Isso ajuda a desfazer o mito “glúten sempre faz mal”: em parte dos não celíacos, o problema pode estar no trigo por outros motivos (FODMAPs, contexto alimentar, expectativas), e não exclusivamente no glúten.
O que mudou no pão moderno que pode piorar o cenário, mesmo sem “culpar” o glúten
Aqui entra a diferença mais concreta entre “pão antigo” e boa parte do pão moderno: industrialização, refino e aceleração do processo.
- O Processo de Chorleywood (desenvolvido em 1961) substituiu fermentações longas por mistura mecânica intensa e produção rápida; um estudo clássico descreveu diferenças de composição entre pães feitos por esse processo e método convencional. Chamberlain et al. (1966).
- Em saúde pública, grandes estudos associam maior consumo de grãos refinados a piores desfechos em comparação com padrões alimentares com mais integrais, enquanto revisões e meta-análises relacionam maior ingestão de fibras e grãos integrais a melhores desfechos. Swaminathan et al. (2021); Reynolds et al. (2019).
Além disso, há discussão técnica sobre moagem e recombinação de frações do grão e como isso afeta o perfil da farinha; revisões e análises descrevem diferenças entre moagem por pedra e por cilindros e como a composição pode depender de como as frações são recombinadas. Carcea (2019); Cappelli et al. (2020).
Em resumo: parte do que hoje se chama “pão” virou, com frequência, um produto mais refinado e acelerado do que o pão artesanal, e isso pode influenciar densidade nutricional e tolerância gastrointestinal — sem precisar recorrer à ideia de que “o trigo antigo era magicamente seguro”.
Conclusão
As evidências permitem uma conclusão equilibrada:
- O pão do século I era diferente em espécie de grão, moagem e fermentação, com base em arqueologia e história alimentar; González Carretero (2020); Cañas (2023).

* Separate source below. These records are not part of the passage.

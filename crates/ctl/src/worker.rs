// SPDX-License-Identifier: BUSL-1.1
// Copyright (c) 2026 Alfred Jean LLC

//! The per-worker RPC surface the coordinator consumes.

pub mod grpc;

use crate::discover::Endpoint;

/// Generated protobuf types for the `worker.v1` package.
pub mod proto {
    tonic::include_proto!("worker.v1");
}

/// Fixed, well-known port every worker serves its RPC surface on.
///
/// Deliberately not caller-configurable: a worker's registered host
/// identity is its whole address.
pub const WORKER_RPC_PORT: u16 = 1080;

/// Per-worker status payload. Collected, never interpreted, by the
/// coordinator.
pub type StatusReport = proto::WorkerStatus;

/// Describes which in-flight datums to cancel. Filters are
/// worker-interpreted and opaque here.
#[derive(Debug, Clone, PartialEq, Eq)]
pub struct CancelRequest {
    pub job_id: String,
    pub data_filters: Vec<String>,
}

/// A live, call-ready reference to one worker.
///
/// Owned exclusively by one fan-out invocation. [`close`] must run on
/// every exit path — success, error, or cancellation — so repeated
/// polling cannot accumulate connections.
///
/// [`close`]: WorkerHandle::close
#[tonic::async_trait]
pub trait WorkerHandle: Send {
    async fn get_status(&mut self) -> anyhow::Result<StatusReport>;

    /// Returns whether this worker found and canceled a matching datum.
    async fn cancel_datum(&mut self, request: &CancelRequest) -> anyhow::Result<bool>;

    /// Release the underlying transport.
    async fn close(self: Box<Self>);
}

/// Turns one endpoint into a callable handle. Stateless: no pooling, no
/// reuse across endpoints or invocations.
#[tonic::async_trait]
pub trait WorkerConnector: Send + Sync {
    async fn connect(&self, endpoint: &Endpoint) -> anyhow::Result<Box<dyn WorkerHandle>>;
}
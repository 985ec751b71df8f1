// SPDX-License-Identifier: BUSL-1.1
// Copyright (c) 2026 Alfred Jean LLC

//! NATS JetStream KV implementation of the worker registry.

use futures_util::TryStreamExt;

use crate::registry::WorkerRegistry;

/// Worker registry backed by a JetStream KV bucket.
pub struct NatsRegistry {
    store: async_nats::jetstream::kv::Store,
}

impl NatsRegistry {
    /// Connect to the NATS server at `url` and open the KV bucket.
    pub async fn connect(url: &str, bucket: &str) -> anyhow::Result<Self> {
        let client = async_nats::connect(url).await?;
        let jetstream = async_nats::jetstream::new(client);
        let store = jetstream.get_key_value(bucket).await?;
        Ok(Self { store })
    }

    /// Wrap an already-open KV store handle.
    pub fn new(store: async_nats::jetstream::kv::Store) -> Self {
        Self { store }
    }

    /// Register a worker key. The value is unused by discovery.
    ///
    /// Workers call this on startup; the coordinator's resolution paths
    /// never write.
    pub async fn register(&self, key: &str) -> anyhow::Result<()> {
        self.store.put(key, bytes::Bytes::new()).await?;
        Ok(())
    }

    /// Remove a worker key on shutdown.
    pub async fn deregister(&self, key: &str) -> anyhow::Result<()> {
        self.store.purge(key).await?;
        Ok(())
    }
}

#[tonic::async_trait]
impl WorkerRegistry for NatsRegistry {
    async fn list(&self, prefix: &str) -> anyhow::Result<Vec<String>> {
        let mut keys = self.store.keys().await?;
        let mut matched = Vec::new();
        while let Some(key) = keys.try_next().await? {
            if key.starts_with(prefix) {
                matched.push(key);
            }
        }
        // KV key listing order is unspecified; sort so resolution order is
        // stable across calls.
        matched.sort();
        Ok(matched)
    }
}
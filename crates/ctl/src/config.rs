// SPDX-License-Identifier: BUSL-1.1
// Copyright (c) 2026 Alfred Jean LLC

use std::time::Duration;

use clap::Parser;

/// Operator CLI for pipeline worker coordination.
#[derive(Debug, Parser)]
#[command(name = "pipectl", version, about)]
pub struct Config {
    #[command(flatten)]
    pub registry: RegistryConfig,

    /// Log level filter (tracing EnvFilter syntax).
    #[arg(long, default_value = "info", env = "PIPECTL_LOG")]
    pub log_level: String,

    /// Log format: text or json.
    #[arg(long, default_value = "text", env = "PIPECTL_LOG_FORMAT")]
    pub log_format: String,

    #[command(subcommand)]
    pub command: Command,
}

impl Config {
    pub fn validate(&self) -> anyhow::Result<()> {
        match self.log_format.as_str() {
            "text" | "json" => {}
            other => anyhow::bail!("invalid log format: {other} (expected text or json)"),
        }
        if self.registry.prefix.is_empty() {
            anyhow::bail!("--prefix must not be empty");
        }
        if self.registry.prefix.contains('/') {
            anyhow::bail!("--prefix must be a single key segment");
        }
        Ok(())
    }
}

/// Coordination-store connection settings.
#[derive(Debug, clap::Args)]
pub struct RegistryConfig {
    /// NATS server URL for the coordination store.
    #[arg(long, default_value = "nats://127.0.0.1:4222", env = "PIPECTL_NATS_URL")]
    pub nats_url: String,

    /// JetStream KV bucket holding worker registrations.
    #[arg(long, default_value = "pipeline-workers", env = "PIPECTL_KV_BUCKET")]
    pub bucket: String,

    /// Key prefix the pipeline system registers under.
    #[arg(long, default_value = "pps", env = "PIPECTL_KEY_PREFIX")]
    pub prefix: String,

    /// Overall invocation timeout in milliseconds.
    #[arg(long, default_value_t = 30000, env = "PIPECTL_TIMEOUT_MS")]
    pub timeout_ms: u64,
}

impl RegistryConfig {
    pub fn timeout(&self) -> Duration {
        Duration::from_millis(self.timeout_ms)
    }
}

#[derive(Debug, clap::Subcommand)]
pub enum Command {
    /// Query the status of every live worker.
    Status {
        /// Pipeline to query; omit for all pipelines.
        #[arg(long)]
        pipeline: Option<String>,
    },
    /// Cancel in-flight datums matching the filters for a job.
    Cancel {
        /// Pipeline whose workers to contact; omit for all pipelines.
        #[arg(long)]
        pipeline: Option<String>,

        /// Job whose datums to cancel.
        #[arg(long)]
        job: String,

        /// Worker-interpreted datum filters.
        #[arg(value_name = "FILTER")]
        filters: Vec<String>,
    },
}

#[cfg(test)]
#[path = "config_tests.rs"]
mod tests;
// SPDX-License-Identifier: BUSL-1.1
// Copyright (c) 2026 Alfred Jean LLC

fn main() -> Result<(), Box<dyn std::error::Error>> {
    tonic_prost_build::configure()
        .build_server(true)
        .build_client(true)
        // The CLI prints status reports as JSON lines.
        .type_attribute(".worker.v1", "#[derive(serde::Serialize, serde::Deserialize)]")
        .compile_protos(&["../../proto/worker/v1/worker.proto"], &["../../proto"])?;

    // Derive version from git tags so local builds show the real version
    // instead of the placeholder in Cargo.toml.
    if let Ok(output) = std::process::Command::new("git")
        .args(["describe", "--tags", "--always"])
        .output()
    {
        let desc = String::from_utf8_lossy(&output.stdout).trim().to_string();
        if !desc.is_empty() {
            // Strip leading 'v' to match cargo semver convention.
            let version = desc.strip_prefix('v').unwrap_or(&desc);
            println!("cargo:rustc-env=CARGO_PKG_VERSION={version}");
        }
    }
    // Re-run if HEAD changes (new commit or tag).
    println!("cargo:rerun-if-changed=../../.git/HEAD");
    println!("cargo:rerun-if-changed=../../.git/refs/tags");

    Ok(())
}
// SPDX-License-Identifier: BUSL-1.1
// Copyright (c) 2026 Alfred Jean LLC

pub mod config;
pub mod discover;
pub mod error;
pub mod fanout;
pub mod registry;
pub mod test_support;
pub mod worker;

- Isso não garante “ausência de problemas de saúde”, porque o glúten já existia e continua sendo um gatilho real para doença celíaca e para alergias ao trigo; além disso, “trigos antigos” não são sinônimo de segurança para quem reage ao glúten. Brouns et al. (2022); Faihs et al. (2023).

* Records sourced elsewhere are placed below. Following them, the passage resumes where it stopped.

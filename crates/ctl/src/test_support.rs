// SPDX-License-Identifier: BUSL-1.1
// Copyright (c) 2026 Alfred Jean LLC

//! Shared test infrastructure: in-memory registry, fake workers with
//! connection accounting, and an in-process gRPC worker server.

use std::collections::HashMap;
use std::sync::atomic::{AtomicUsize, Ordering};
use std::sync::{Arc, Mutex, PoisonError};

use crate::discover::Endpoint;
use crate::registry::WorkerRegistry;
use crate::worker::{proto, CancelRequest, StatusReport, WorkerConnector, WorkerHandle};

/// In-memory registry: a sorted list of registration keys.
///
/// Mirrors the store contract: prefix-scan returns matching keys in
/// lexicographic order, and listing has no side effects.
#[derive(Default)]
pub struct MemRegistry {
    keys: Mutex<Vec<String>>,
    fail: Mutex<Option<String>>,
}

impl MemRegistry {
    pub fn new() -> Self {
        Self::default()
    }

    /// Register a full key, e.g. `pps/workers/edges/host-0`.
    pub fn register(&self, key: &str) {
        let mut keys = self.keys.lock().unwrap_or_else(PoisonError::into_inner);
        keys.push(key.to_owned());
        keys.sort();
    }

    /// Make every subsequent `list` fail, simulating an unreachable store.
    pub fn fail_with(&self, message: &str) {
        *self.fail.lock().unwrap_or_else(PoisonError::into_inner) = Some(message.to_owned());
    }
}

#[tonic::async_trait]
impl WorkerRegistry for MemRegistry {
    async fn list(&self, prefix: &str) -> anyhow::Result<Vec<String>> {
        if let Some(message) = &*self.fail.lock().unwrap_or_else(PoisonError::into_inner) {
            anyhow::bail!("{message}");
        }
        let keys = self.keys.lock().unwrap_or_else(PoisonError::into_inner);
        Ok(keys.iter().filter(|k| k.starts_with(prefix)).cloned().collect())
    }
}

/// Open/close accounting shared between a [`FakeConnector`] and its handles.
#[derive(Default)]
pub struct ConnCounts {
    opened: AtomicUsize,
    closed: AtomicUsize,
}

impl ConnCounts {
    pub fn opened(&self) -> usize {
        self.opened.load(Ordering::SeqCst)
    }

    pub fn closed(&self) -> usize {
        self.closed.load(Ordering::SeqCst)
    }

    /// True when every opened connection has been closed.
    pub fn balanced(&self) -> bool {
        self.opened() == self.closed()
    }
}

/// Scripted behavior for one fake worker.
#[derive(Clone, Default)]
pub struct FakeWorkerSpec {
    pub status: StatusReport,
    pub connect_error: Option<String>,
    pub rpc_error: Option<String>,
    pub cancel_success: bool,
    /// RPCs never complete; for cancellation-context tests.
    pub hang: bool,
}

impl FakeWorkerSpec {
    /// A reachable worker reporting the given identity and no cancel match.
    pub fn healthy(worker_id: &str) -> Self {
        Self {
            status: StatusReport { worker_id: worker_id.to_owned(), ..Default::default() },
            ..Default::default()
        }
    }

    pub fn cancels(mut self) -> Self {
        self.cancel_success = true;
        self
    }

    pub fn connect_fails(mut self, message: &str) -> Self {
        self.connect_error = Some(message.to_owned());
        self
    }

    pub fn rpc_fails(mut self, message: &str) -> Self {
        self.rpc_error = Some(message.to_owned());
        self
    }

    pub fn hangs(mut self) -> Self {
        self.hang = true;
        self
    }
}

/// `(host, request)` pairs in the order workers received them. Clonable
/// handle so tests can keep one after the connector moves into a
/// coordinator.
#[derive(Clone, Default)]
pub struct CancelLog(Arc<Mutex<Vec<(String, CancelRequest)>>>);

impl CancelLog {
    pub fn snapshot(&self) -> Vec<(String, CancelRequest)> {
        self.0.lock().unwrap_or_else(PoisonError::into_inner).clone()
    }

    fn push(&self, host: &str, request: &CancelRequest) {
        self.0
            .lock()
            .unwrap_or_else(PoisonError::into_inner)
            .push((host.to_owned(), request.clone()));
    }
}

/// Connector serving scripted [`FakeWorkerSpec`]s by host, with open/close
/// accounting and a log of cancel requests each worker received.
#[derive(Default)]
pub struct FakeConnector {
    workers: HashMap<String, FakeWorkerSpec>,
    counts: Arc<ConnCounts>,
    cancel_log: CancelLog,
}

impl FakeConnector {
    pub fn new() -> Self {
        Self::default()
    }

    pub fn worker(mut self, host: &str, spec: FakeWorkerSpec) -> Self {
        self.workers.insert(host.to_owned(), spec);
        self
    }

    pub fn counts(&self) -> Arc<ConnCounts> {
        Arc::clone(&self.counts)
    }

    pub fn cancel_log(&self) -> CancelLog {
        self.cancel_log.clone()
    }
}

#[tonic::async_trait]
impl WorkerConnector for FakeConnector {
    async fn connect(&self, endpoint: &Endpoint) -> anyhow::Result<Box<dyn WorkerHandle>> {
        let spec = self
            .workers
            .get(&endpoint.host)
            .ok_or_else(|| anyhow::anyhow!("no fake worker registered for {}", endpoint.host))?
            .clone();
        if let Some(message) = &spec.connect_error {
            anyhow::bail!("{message}");
        }
        self.counts.opened.fetch_add(1, Ordering::SeqCst);
        Ok(Box::new(FakeWorker {
            host: endpoint.host.clone(),
            spec,
            counts: Arc::clone(&self.counts),
            cancel_log: self.cancel_log.clone(),
        }))
    }
}

struct FakeWorker {
    host: String,
    spec: FakeWorkerSpec,
    counts: Arc<ConnCounts>,
    cancel_log: CancelLog,
}

#[tonic::async_trait]
impl WorkerHandle for FakeWorker {
    async fn get_status(&mut self) -> anyhow::Result<StatusReport> {
        if self.spec.hang {
            std::future::pending::<()>().await;
        }
        if let Some(message) = &self.spec.rpc_error {
            anyhow::bail!("{message}");
        }
        Ok(self.spec.status.clone())
    }

    async fn cancel_datum(&mut self, request: &CancelRequest) -> anyhow::Result<bool> {
        if self.spec.hang {
            std::future::pending::<()>().await;
        }
        self.cancel_log.push(&self.host, request);
        if let Some(message) = &self.spec.rpc_error {
            anyhow::bail!("{message}");
        }
        Ok(self.spec.cancel_success)
    }

    async fn close(self: Box<Self>) {
        self.counts.closed.fetch_add(1, Ordering::SeqCst);
    }
}

/// In-process gRPC worker with fixed responses.
#[derive(Debug, Clone, Default)]
pub struct StubWorker {
    pub status: StatusReport,
    pub cancel_success: bool,
    pub fail_rpcs: bool,
}

#[tonic::async_trait]
impl proto::worker_server::Worker for StubWorker {
    async fn get_status(
        &self,
        _request: tonic::Request<proto::GetStatusRequest>,
    ) -> Result<tonic::Response<proto::WorkerStatus>, tonic::Status> {
        if self.fail_rpcs {
            return Err(tonic::Status::internal("injected worker fault"));
        }
        Ok(tonic::Response::new(self.status.clone()))
    }

    async fn cancel_datum(
        &self,
        _request: tonic::Request<proto::CancelDatumRequest>,
    ) -> Result<tonic::Response<proto::CancelDatumResponse>, tonic::Status> {
        if self.fail_rpcs {
            return Err(tonic::Status::internal("injected worker fault"));
        }
        Ok(tonic::Response::new(proto::CancelDatumResponse { success: self.cancel_success }))
    }
}

/// Spawn a [`StubWorker`] gRPC server on an ephemeral local port.
pub async fn spawn_worker_server(
    stub: StubWorker,
) -> anyhow::Result<(std::net::SocketAddr, tokio::task::JoinHandle<()>)> {
    let listener = tokio::net::TcpListener::bind("127.0.0.1:0").await?;
    let addr = listener.local_addr()?;
    let incoming = tokio_stream::wrappers::TcpListenerStream::new(listener);
    let handle = tokio::spawn(async move {
        let _ = tonic::transport::Server::builder()
            .add_service(proto::worker_server::WorkerServer::new(stub))
            .serve_with_incoming(incoming)
            .await;
    });
    Ok((addr, handle))
}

- Em não celíacos, quando há sintomas, nem sempre o glúten é o culpado isolado; estudos controlados mostram papel relevante de frutanos (FODMAPs) em parte dos casos. Skodje et al. (2018); Biesiekierski et al. (2013). ATIs e processamento. Junker et al. (2012); Costabile et al. (2014).
No fim, a versão mais fiel às evidências é menos sedutora do que o mito: o pão antigo podia ser “diferente”, mas não era automaticamente “sem risco”, porque o risco depende da biologia do grão (glúten e outros componentes) e da biologia de quem consome — e não apenas do período histórico em que o pão foi assado.